(DATA FOR REVIEW Opens)

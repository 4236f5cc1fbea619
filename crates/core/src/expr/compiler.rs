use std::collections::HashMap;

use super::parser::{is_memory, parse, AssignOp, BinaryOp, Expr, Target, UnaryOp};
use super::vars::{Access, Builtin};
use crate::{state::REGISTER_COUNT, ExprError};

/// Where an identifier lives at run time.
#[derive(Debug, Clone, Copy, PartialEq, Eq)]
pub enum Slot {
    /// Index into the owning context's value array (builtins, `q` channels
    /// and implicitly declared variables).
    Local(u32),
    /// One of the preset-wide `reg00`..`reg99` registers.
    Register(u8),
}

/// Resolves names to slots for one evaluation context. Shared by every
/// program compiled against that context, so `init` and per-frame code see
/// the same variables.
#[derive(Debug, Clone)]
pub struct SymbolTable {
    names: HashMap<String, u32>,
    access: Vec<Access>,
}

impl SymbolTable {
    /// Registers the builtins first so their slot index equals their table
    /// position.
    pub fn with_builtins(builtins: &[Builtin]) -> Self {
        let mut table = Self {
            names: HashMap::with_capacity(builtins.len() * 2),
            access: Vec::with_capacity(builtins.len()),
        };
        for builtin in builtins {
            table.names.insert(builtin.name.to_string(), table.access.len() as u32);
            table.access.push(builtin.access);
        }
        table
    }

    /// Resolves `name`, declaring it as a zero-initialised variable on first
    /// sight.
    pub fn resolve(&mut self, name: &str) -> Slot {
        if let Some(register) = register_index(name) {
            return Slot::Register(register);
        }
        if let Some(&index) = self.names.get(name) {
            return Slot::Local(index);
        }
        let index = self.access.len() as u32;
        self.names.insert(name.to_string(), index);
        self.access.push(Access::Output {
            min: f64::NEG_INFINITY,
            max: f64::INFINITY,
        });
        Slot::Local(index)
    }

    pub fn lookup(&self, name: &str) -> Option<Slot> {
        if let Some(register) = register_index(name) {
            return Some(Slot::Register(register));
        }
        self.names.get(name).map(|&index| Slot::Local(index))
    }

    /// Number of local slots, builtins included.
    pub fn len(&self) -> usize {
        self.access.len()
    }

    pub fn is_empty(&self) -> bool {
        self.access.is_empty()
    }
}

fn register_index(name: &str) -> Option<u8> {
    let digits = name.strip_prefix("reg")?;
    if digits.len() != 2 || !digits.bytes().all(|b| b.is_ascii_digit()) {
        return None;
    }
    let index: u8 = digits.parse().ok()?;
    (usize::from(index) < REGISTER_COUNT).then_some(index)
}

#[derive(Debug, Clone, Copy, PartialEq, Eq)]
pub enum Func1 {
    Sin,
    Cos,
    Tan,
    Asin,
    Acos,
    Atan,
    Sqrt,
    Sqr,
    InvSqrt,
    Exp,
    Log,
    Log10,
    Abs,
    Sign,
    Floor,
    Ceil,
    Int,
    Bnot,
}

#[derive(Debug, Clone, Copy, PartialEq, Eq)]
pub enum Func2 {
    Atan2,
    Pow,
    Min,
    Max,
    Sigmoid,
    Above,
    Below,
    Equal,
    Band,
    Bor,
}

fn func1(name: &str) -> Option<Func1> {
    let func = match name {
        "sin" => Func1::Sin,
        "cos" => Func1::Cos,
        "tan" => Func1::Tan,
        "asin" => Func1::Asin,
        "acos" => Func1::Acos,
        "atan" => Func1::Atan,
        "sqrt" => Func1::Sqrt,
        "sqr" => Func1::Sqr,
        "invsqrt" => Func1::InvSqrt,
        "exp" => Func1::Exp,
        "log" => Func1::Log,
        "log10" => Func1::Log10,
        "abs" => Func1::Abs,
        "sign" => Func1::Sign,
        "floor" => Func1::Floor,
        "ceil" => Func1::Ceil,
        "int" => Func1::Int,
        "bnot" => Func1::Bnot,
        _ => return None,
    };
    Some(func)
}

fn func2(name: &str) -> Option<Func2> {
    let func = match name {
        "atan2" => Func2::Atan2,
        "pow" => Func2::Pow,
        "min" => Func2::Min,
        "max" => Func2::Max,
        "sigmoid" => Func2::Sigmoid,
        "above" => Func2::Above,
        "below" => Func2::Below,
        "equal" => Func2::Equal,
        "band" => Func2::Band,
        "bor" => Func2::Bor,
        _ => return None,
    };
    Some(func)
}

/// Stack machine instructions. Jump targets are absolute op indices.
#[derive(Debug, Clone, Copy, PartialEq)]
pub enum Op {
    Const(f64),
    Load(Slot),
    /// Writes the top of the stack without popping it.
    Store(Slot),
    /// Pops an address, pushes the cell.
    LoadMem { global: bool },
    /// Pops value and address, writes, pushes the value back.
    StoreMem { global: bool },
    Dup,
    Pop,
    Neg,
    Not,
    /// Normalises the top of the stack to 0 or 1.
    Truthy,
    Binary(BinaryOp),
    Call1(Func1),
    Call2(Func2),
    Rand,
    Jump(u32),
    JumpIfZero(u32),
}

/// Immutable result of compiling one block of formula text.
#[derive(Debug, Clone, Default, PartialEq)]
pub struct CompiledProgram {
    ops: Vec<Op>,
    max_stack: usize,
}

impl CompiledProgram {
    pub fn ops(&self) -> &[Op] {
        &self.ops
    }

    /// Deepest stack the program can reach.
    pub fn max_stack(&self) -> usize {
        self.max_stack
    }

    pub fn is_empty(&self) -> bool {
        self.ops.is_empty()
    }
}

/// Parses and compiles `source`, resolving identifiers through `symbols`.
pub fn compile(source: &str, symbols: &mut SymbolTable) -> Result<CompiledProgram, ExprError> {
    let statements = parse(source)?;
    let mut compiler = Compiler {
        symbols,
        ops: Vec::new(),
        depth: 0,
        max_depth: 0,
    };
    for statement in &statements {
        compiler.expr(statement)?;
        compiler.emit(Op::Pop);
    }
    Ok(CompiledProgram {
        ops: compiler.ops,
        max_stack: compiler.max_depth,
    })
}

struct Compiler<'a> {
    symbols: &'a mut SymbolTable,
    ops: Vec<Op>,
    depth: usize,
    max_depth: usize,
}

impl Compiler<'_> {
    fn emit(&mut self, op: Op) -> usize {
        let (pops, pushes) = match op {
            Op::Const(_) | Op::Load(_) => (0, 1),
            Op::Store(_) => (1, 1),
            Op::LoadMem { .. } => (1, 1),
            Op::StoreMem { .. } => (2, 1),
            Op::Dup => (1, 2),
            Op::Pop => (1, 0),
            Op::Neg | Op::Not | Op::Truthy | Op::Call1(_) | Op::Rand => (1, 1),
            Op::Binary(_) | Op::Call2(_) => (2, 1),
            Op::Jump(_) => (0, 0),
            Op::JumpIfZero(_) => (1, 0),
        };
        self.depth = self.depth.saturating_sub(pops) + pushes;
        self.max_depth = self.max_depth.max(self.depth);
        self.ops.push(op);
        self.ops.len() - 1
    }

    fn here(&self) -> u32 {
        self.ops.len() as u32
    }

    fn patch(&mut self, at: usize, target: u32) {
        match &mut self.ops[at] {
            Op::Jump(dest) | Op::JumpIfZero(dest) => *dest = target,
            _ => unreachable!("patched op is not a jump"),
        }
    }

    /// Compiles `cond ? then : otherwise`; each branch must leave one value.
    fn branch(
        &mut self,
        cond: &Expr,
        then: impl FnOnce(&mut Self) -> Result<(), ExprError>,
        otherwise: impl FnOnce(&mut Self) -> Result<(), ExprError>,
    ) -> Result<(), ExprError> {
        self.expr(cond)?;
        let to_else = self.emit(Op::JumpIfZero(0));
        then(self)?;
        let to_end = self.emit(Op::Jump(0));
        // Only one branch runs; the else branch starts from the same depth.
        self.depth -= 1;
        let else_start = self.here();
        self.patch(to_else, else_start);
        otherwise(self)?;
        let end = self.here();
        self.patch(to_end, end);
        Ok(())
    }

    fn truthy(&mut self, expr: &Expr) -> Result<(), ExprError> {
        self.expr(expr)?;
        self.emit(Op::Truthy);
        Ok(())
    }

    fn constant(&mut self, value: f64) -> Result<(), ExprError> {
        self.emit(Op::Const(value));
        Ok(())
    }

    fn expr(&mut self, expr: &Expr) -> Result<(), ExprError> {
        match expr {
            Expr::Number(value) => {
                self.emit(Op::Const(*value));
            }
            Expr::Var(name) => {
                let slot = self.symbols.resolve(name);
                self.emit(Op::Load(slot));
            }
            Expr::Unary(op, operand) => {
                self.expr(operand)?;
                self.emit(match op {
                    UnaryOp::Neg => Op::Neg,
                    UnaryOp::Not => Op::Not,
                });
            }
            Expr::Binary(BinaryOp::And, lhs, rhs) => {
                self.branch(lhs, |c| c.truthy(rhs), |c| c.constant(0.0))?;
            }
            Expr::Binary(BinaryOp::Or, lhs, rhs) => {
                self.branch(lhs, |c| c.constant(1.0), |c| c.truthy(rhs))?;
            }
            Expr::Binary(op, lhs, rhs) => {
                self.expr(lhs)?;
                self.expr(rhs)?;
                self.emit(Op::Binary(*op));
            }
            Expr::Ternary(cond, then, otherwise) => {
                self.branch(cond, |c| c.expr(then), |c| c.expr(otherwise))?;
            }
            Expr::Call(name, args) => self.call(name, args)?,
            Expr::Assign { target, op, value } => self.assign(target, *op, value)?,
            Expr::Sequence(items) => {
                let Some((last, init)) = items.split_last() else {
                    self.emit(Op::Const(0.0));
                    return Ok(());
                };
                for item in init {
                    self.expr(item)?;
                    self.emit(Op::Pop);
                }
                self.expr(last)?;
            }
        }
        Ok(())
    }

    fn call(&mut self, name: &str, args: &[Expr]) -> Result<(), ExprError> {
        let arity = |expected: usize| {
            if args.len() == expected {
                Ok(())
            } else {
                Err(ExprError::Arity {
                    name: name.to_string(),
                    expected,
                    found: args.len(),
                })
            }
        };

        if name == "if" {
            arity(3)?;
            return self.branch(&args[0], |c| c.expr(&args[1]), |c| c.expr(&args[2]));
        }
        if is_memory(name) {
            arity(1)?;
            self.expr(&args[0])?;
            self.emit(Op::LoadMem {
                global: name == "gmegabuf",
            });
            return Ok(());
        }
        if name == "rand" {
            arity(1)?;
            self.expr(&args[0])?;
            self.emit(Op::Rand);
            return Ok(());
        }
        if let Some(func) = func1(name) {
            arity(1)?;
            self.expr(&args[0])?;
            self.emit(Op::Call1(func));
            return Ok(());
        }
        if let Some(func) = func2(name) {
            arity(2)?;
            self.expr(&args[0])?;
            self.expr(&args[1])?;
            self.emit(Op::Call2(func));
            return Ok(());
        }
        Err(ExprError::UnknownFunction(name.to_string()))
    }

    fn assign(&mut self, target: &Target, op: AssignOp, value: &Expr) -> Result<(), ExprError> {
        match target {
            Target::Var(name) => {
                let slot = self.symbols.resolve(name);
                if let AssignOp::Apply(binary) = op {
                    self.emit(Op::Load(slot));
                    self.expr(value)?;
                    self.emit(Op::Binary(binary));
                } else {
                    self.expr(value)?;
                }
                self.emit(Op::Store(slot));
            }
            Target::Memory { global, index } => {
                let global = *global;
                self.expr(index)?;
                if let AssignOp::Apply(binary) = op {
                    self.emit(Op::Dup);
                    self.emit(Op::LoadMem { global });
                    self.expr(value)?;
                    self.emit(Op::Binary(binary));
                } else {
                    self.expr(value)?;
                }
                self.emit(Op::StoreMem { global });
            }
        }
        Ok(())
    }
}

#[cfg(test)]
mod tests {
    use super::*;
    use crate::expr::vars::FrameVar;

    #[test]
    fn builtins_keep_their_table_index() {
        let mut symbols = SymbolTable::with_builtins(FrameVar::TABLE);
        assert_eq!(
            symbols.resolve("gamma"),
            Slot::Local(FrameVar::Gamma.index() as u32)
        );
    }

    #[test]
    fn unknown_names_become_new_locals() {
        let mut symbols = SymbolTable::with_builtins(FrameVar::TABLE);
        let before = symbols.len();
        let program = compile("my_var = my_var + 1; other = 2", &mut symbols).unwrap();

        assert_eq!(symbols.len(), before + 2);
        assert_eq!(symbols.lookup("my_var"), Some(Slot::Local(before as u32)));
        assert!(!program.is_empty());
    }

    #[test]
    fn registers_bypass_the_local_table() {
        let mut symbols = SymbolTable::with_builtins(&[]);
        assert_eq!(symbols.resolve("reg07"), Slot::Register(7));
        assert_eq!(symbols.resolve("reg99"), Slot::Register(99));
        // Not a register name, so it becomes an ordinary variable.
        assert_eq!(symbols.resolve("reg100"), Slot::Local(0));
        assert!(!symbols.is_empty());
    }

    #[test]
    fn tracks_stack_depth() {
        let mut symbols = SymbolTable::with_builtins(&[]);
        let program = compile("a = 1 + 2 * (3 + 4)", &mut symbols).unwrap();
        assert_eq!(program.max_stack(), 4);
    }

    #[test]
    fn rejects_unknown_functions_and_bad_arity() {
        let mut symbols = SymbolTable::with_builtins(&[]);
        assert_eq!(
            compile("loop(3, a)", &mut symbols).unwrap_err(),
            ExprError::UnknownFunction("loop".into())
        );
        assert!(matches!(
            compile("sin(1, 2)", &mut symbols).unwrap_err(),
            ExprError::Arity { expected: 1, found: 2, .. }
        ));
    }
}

(DATA FOR REVIEW Closes)

Copy the stretch of the records above that runs from the line with "let end = self.here();" through the line with "fn constant(&mut self, value: f64)". Both end lines belong in the copy, and nothing else does.

        let end = self.here();
        self.patch(to_end, end);
        Ok(())
    }

    fn truthy(&mut self, expr: &Expr) -> Result<(), ExprError> {
        self.expr(expr)?;
        self.emit(Op::Truthy);
        Ok(())
    }

    fn constant(&mut self, value: f64) -> Result<(), ExprError> {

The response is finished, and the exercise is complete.